From the Guidelines
Staged percutaneous coronary intervention (PCI) is recommended for select patients presenting with an ST-segment–elevation myocardial infarction to improve outcomes, particularly those with significantly stenosed non-culprit arteries. The indications for staged PCI include patients with multivessel coronary artery disease who cannot safely undergo complete revascularization in a single procedure 1.
Key Indications
- Patients with ST-elevation myocardial infarction (STEMI) and multivessel disease, where treating the culprit lesion first and addressing non-culprit lesions in a subsequent procedure has shown improved outcomes 1.
- Patients with high anatomical complexity, such as multiple complex lesions or chronic total occlusions.
- Patients with hemodynamic instability during the initial procedure.

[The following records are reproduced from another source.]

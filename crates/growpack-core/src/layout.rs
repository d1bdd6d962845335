use crate::config::{PackerConfig, SortOrder};
use crate::error::Result;
use crate::model::{Block, Frame, Layout};
use crate::packer::{GrowingPacker, Packer, validate_blocks};
use tracing::{debug, instrument};

#[cfg(feature = "parallel")]
use rayon::prelude::*;

#[instrument(skip_all, fields(blocks = blocks.len()))]
/// Sorts `blocks` per `cfg` and packs them onto a single growing canvas.
///
/// Notes:
/// - Sorting is stable: blocks that compare equal keep their input order.
/// - Empty input yields an empty layout with a 0x0 canvas.
/// - Blocks that cannot be placed are returned in `Layout::unplaced`; use
///   `Layout::ensure_complete` to turn them into an error.
/// - `SortOrder::Auto` tries `SortOrder::PORTFOLIO` and keeps the best layout.
pub fn pack_layout<K>(mut blocks: Vec<Block<K>>, cfg: PackerConfig) -> Result<Layout<K>>
where
    K: Clone + ToString + Send + Sync,
{
    validate_blocks(&blocks)?;

    if blocks.is_empty() {
        return Ok(Layout::empty());
    }

    if matches!(cfg.sort_order, SortOrder::Auto) {
        return pack_auto(&blocks, &cfg);
    }

    sort_blocks(&mut blocks, cfg.sort_order);
    pack_sorted(blocks)
}

/// Stable in-place sort of `blocks` by `order`. `None` and `Auto` leave the order untouched.
pub fn sort_blocks<K: ToString>(blocks: &mut [Block<K>], order: SortOrder) {
    match order {
        SortOrder::None | SortOrder::Auto => {}
        SortOrder::HeightDesc => blocks.sort_by(|a, b| b.h.total_cmp(&a.h)),
        SortOrder::WidthDesc => blocks.sort_by(|a, b| b.w.total_cmp(&a.w)),
        SortOrder::AreaDesc => blocks.sort_by(|a, b| (b.w * b.h).total_cmp(&(a.w * a.h))),
        SortOrder::MaxSideDesc => blocks.sort_by(|a, b| b.w.max(b.h).total_cmp(&a.w.max(a.h))),
        SortOrder::NameAsc => {
            blocks.sort_by(|a, b| a.label.to_string().cmp(&b.label.to_string()))
        }
    }
}

fn pack_sorted<K: ToString>(mut blocks: Vec<Block<K>>) -> Result<Layout<K>> {
    let mut packer = GrowingPacker::new();
    packer.fit(&mut blocks)?;
    Ok(into_layout(blocks, &packer))
}

fn into_layout<K>(blocks: Vec<Block<K>>, packer: &GrowingPacker) -> Layout<K> {
    let (width, height) = packer.canvas();
    let mut frames = Vec::with_capacity(blocks.len());
    let mut unplaced = Vec::new();
    for block in blocks {
        match block.rect() {
            Some(frame) => frames.push(Frame {
                label: block.label,
                frame,
            }),
            None => unplaced.push(block),
        }
    }
    Layout {
        width,
        height,
        frames,
        unplaced,
        growth_events: packer.growth_log().len(),
    }
}

fn pack_candidate<K>(blocks: &[Block<K>], order: SortOrder) -> Result<Layout<K>>
where
    K: Clone + ToString,
{
    let mut sorted = blocks.to_vec();
    sort_blocks(&mut sorted, order);
    pack_sorted(sorted)
}

// Fewest unplaced blocks first, then smallest canvas area.
fn is_better<K>(candidate: &Layout<K>, best: &Layout<K>) -> bool {
    let (cu, bu) = (candidate.unplaced.len(), best.unplaced.len());
    cu < bu || (cu == bu && candidate.width * candidate.height < best.width * best.height)
}

#[cfg(feature = "parallel")]
fn run_candidates<K>(blocks: &[Block<K>], orders: &[SortOrder], parallel: bool) -> Vec<Result<Layout<K>>>
where
    K: Clone + ToString + Send + Sync,
{
    if parallel {
        orders
            .par_iter()
            .map(|order| pack_candidate(blocks, *order))
            .collect()
    } else {
        orders
            .iter()
            .map(|order| pack_candidate(blocks, *order))
            .collect()
    }
}

#[cfg(not(feature = "parallel"))]
fn run_candidates<K>(blocks: &[Block<K>], orders: &[SortOrder], _parallel: bool) -> Vec<Result<Layout<K>>>
where
    K: Clone + ToString,
{
    orders
        .iter()
        .map(|order| pack_candidate(blocks, *order))
        .collect()
}

fn pack_auto<K>(blocks: &[Block<K>], cfg: &PackerConfig) -> Result<Layout<K>>
where
    K: Clone + ToString + Send + Sync,
{
    let candidates = SortOrder::PORTFOLIO;
    let results = run_candidates(blocks, &candidates, cfg.parallel);

    // Results are in portfolio order, so ties go to the earlier candidate.
    let mut best: Option<(SortOrder, Layout<K>)> = None;
    for (order, result) in candidates.into_iter().zip(results) {
        let layout = result?;
        if best.as_ref().is_none_or(|(_, b)| is_better(&layout, b)) {
            best = Some((order, layout));
        }
    }
    let (order, layout) = best.unwrap_or_else(|| (SortOrder::None, Layout::empty()));
    debug!(
        order = order.as_str(),
        width = layout.width,
        height = layout.height,
        unplaced = layout.unplaced.len(),
        "auto order selected"
    );
    Ok(layout)
}
//! Chunked reward distributor.
//!
//! CHECKPOINT -> TOTAL_WEIGHT -> DISTRIBUTE -> SYNC, each phase spread over as many
//! `advance` calls as its chunk size requires. The vote ledger stays locked from the
//! first checkpoint chunk until SYNC.

pub mod invariants;
pub mod state;
pub mod step;


pub use invariants::check_invariants;
pub use state::{ChunkSizes, Phase, RewardDistributor, State};
pub use step::Effects;
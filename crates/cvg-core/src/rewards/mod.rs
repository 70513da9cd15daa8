//! Reward side of a cycle: inflation budget, per-gauge reward ledger and the
//! chunked distributor that fills it.

pub mod distributor;
pub mod inflation;
pub mod ledger;

pub use distributor::{Effects, Phase, RewardDistributor};
pub use inflation::staking_inflation_at;
pub use ledger::{CycleReward, RewardLedger};
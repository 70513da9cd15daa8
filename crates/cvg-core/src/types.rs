use std::fmt;
use std::str::FromStr;

use serde::{Deserialize, Deserializer, Serialize, Serializer};

use crate::{CvgError, Result};

pub const BPS_U16: u16 = 10_000;
pub const BPS_U128: u128 = 10_000;

/// 18-decimal fixed-point unit.
pub const WAD: u128 = 1_000_000_000_000_000_000;

/// Token amount in 18-decimal fixed point.
pub type Amount = u128;

/// Protocol cycle number (one cycle per weekly distribution).
pub type Cycle = u64;

/// 20-byte account / contract address.
#[derive(Clone, Copy, Debug, Default, PartialEq, Eq, PartialOrd, Ord, Hash)]
pub struct Address(pub [u8; 20]);

impl Address {
    pub fn repeat_byte(b: u8) -> Address {
        Address([b; 20])
    }
}

impl fmt::Display for Address {
    fn fmt(&self, f: &mut fmt::Formatter<'_>) -> fmt::Result {
        write!(f, "0x{}", hex::encode(self.0))
    }
}

impl FromStr for Address {
    type Err = CvgError;

    fn from_str(s: &str) -> Result<Address> {
        let raw = s.strip_prefix("0x").unwrap_or(s);
        let bytes = hex::decode(raw)
            .map_err(|e| CvgError::InvalidInput(format!("address is not valid hex: {e}")))?;
        let arr: [u8; 20] = bytes.try_into().map_err(|v: Vec<u8>| {
            CvgError::InvalidInput(format!("address must be 20 bytes, got {}", v.len()))
        })?;
        Ok(Address(arr))
    }
}

impl Serialize for Address {
    fn serialize<S: Serializer>(&self, serializer: S) -> std::result::Result<S::Ok, S::Error> {
        serializer.serialize_str(&self.to_string())
    }
}

impl<'de> Deserialize<'de> for Address {
    fn deserialize<D: Deserializer<'de>>(deserializer: D) -> std::result::Result<Self, D::Error> {
        let s = String::deserialize(deserializer)?;
        s.parse().map_err(serde::de::Error::custom)
    }
}

/// Lock position identifier (the position NFT id). Ids start at 1.
#[derive(Clone, Copy, Debug, PartialEq, Eq, PartialOrd, Ord, Hash, Serialize, Deserialize)]
pub struct TokenId(pub u64);

impl fmt::Display for TokenId {
    fn fmt(&self, f: &mut fmt::Formatter<'_>) -> fmt::Result {
        write!(f, "#{}", self.0)
    }
}

/// Stable gauge identifier: index into the gauge arena.
///
/// Never reused and never shifted by kills, unlike positions in the distributor's
/// active iteration list.
#[derive(Clone, Copy, Debug, PartialEq, Eq, PartialOrd, Ord, Hash, Serialize, Deserialize)]
pub struct GaugeId(pub u32);

impl GaugeId {
    pub fn index(self) -> usize {
        self.0 as usize
    }
}

/// Basis points in `[0, 10_000]` (correct-by-construction).
#[derive(Clone, Copy, Debug, PartialEq, Eq, PartialOrd, Ord, Hash, Serialize, Deserialize)]
#[serde(try_from = "u16", into = "u16")]
pub struct Bps(u16);

impl Bps {
    pub const ZERO: Bps = Bps(0);
    pub const MAX: Bps = Bps(BPS_U16);

    pub fn new(v: u16) -> Result<Bps> {
        if v <= BPS_U16 {
            Ok(Bps(v))
        } else {
            Err(CvgError::InvalidInput(format!(
                "bps out of range: {v} > {BPS_U16}"
            )))
        }
    }

    pub fn get(self) -> u16 {
        self.0
    }

    pub fn as_u128(self) -> u128 {
        self.0 as u128
    }
}

impl TryFrom<u16> for Bps {
    type Error = CvgError;
    fn try_from(value: u16) -> std::result::Result<Self, Self::Error> {
        Bps::new(value)
    }
}

impl From<Bps> for u16 {
    fn from(value: Bps) -> u16 {
        value.0
    }
}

- Patients with contrast volume limitations to prevent contrast-induced nephropathy.
- Patients with prolonged procedure time leading to patient or operator fatigue.
- Patients with radiation exposure concerns.
Patient Selection
The decision to stage PCI should be individualized based on patient risk factors, lesion complexity, and procedural considerations 1. Patients with chronic kidney disease may benefit from staging to allow renal recovery between contrast exposures.
Medical Therapy
Between staged procedures, patients should remain on optimal medical therapy, including dual antiplatelet therapy, such as aspirin and a P2Y12 inhibitor 1. Staging allows for better procedural planning, reduced complications, and improved patient outcomes by balancing the need for complete revascularization with patient safety.
From the Research
Indications for Staged Percutaneous Coronary Intervention (PCI)
The decision to perform staged PCI is based on various factors, including the extent of coronary artery disease, the presence of comorbidities, and the patient's preferences. Some of the indications for staged PCI include:
- Multivessel coronary artery disease (MVCAD) with multiple lesions that require treatment 2
- Patients with complex coronary anatomy who are not suitable for coronary artery bypass grafting (CABG) 3
- Patients who prefer a less invasive procedure with a shorter recovery time 3
- Patients with stable angina who have high-risk lesions and are not suitable for CABG 4
- Patients with multivessel disease who have one or two hemodynamically significant lesions as identified by fractional flow reserve (FFR) < 0.75 5
Patient Preferences and Clinical Variables
Patient preferences play a significant role in the decision-making process for staged PCI. Studies have shown that patients who have undergone both CABG and PCI prefer staged PCI due to its less invasive nature and shorter recovery time 3. Clinical variables such as age, gender, diabetes mellitus, and previous myocardial infarction also influence the choice of revascularization strategy 4. For example, women and patients with diabetes mellitus are at increased risk of subsequent revascularization after PCI.
Comparison with Coronary Artery Bypass Grafting (CABG)
Staged PCI is often compared to CABG in terms of outcomes and effectiveness. While CABG offers more complete revascularization and better freedom from repeat revascularization, PCI has the advantage of being less invasive and having a shorter recovery time 6. The choice between staged PCI and CABG depends on various factors, including the extent of coronary artery disease, the presence of comorbidities, and the patient's preferences. Studies have shown that staged PCI can be an effective treatment strategy for patients with multivessel disease, with outcomes similar to those of CABG 5.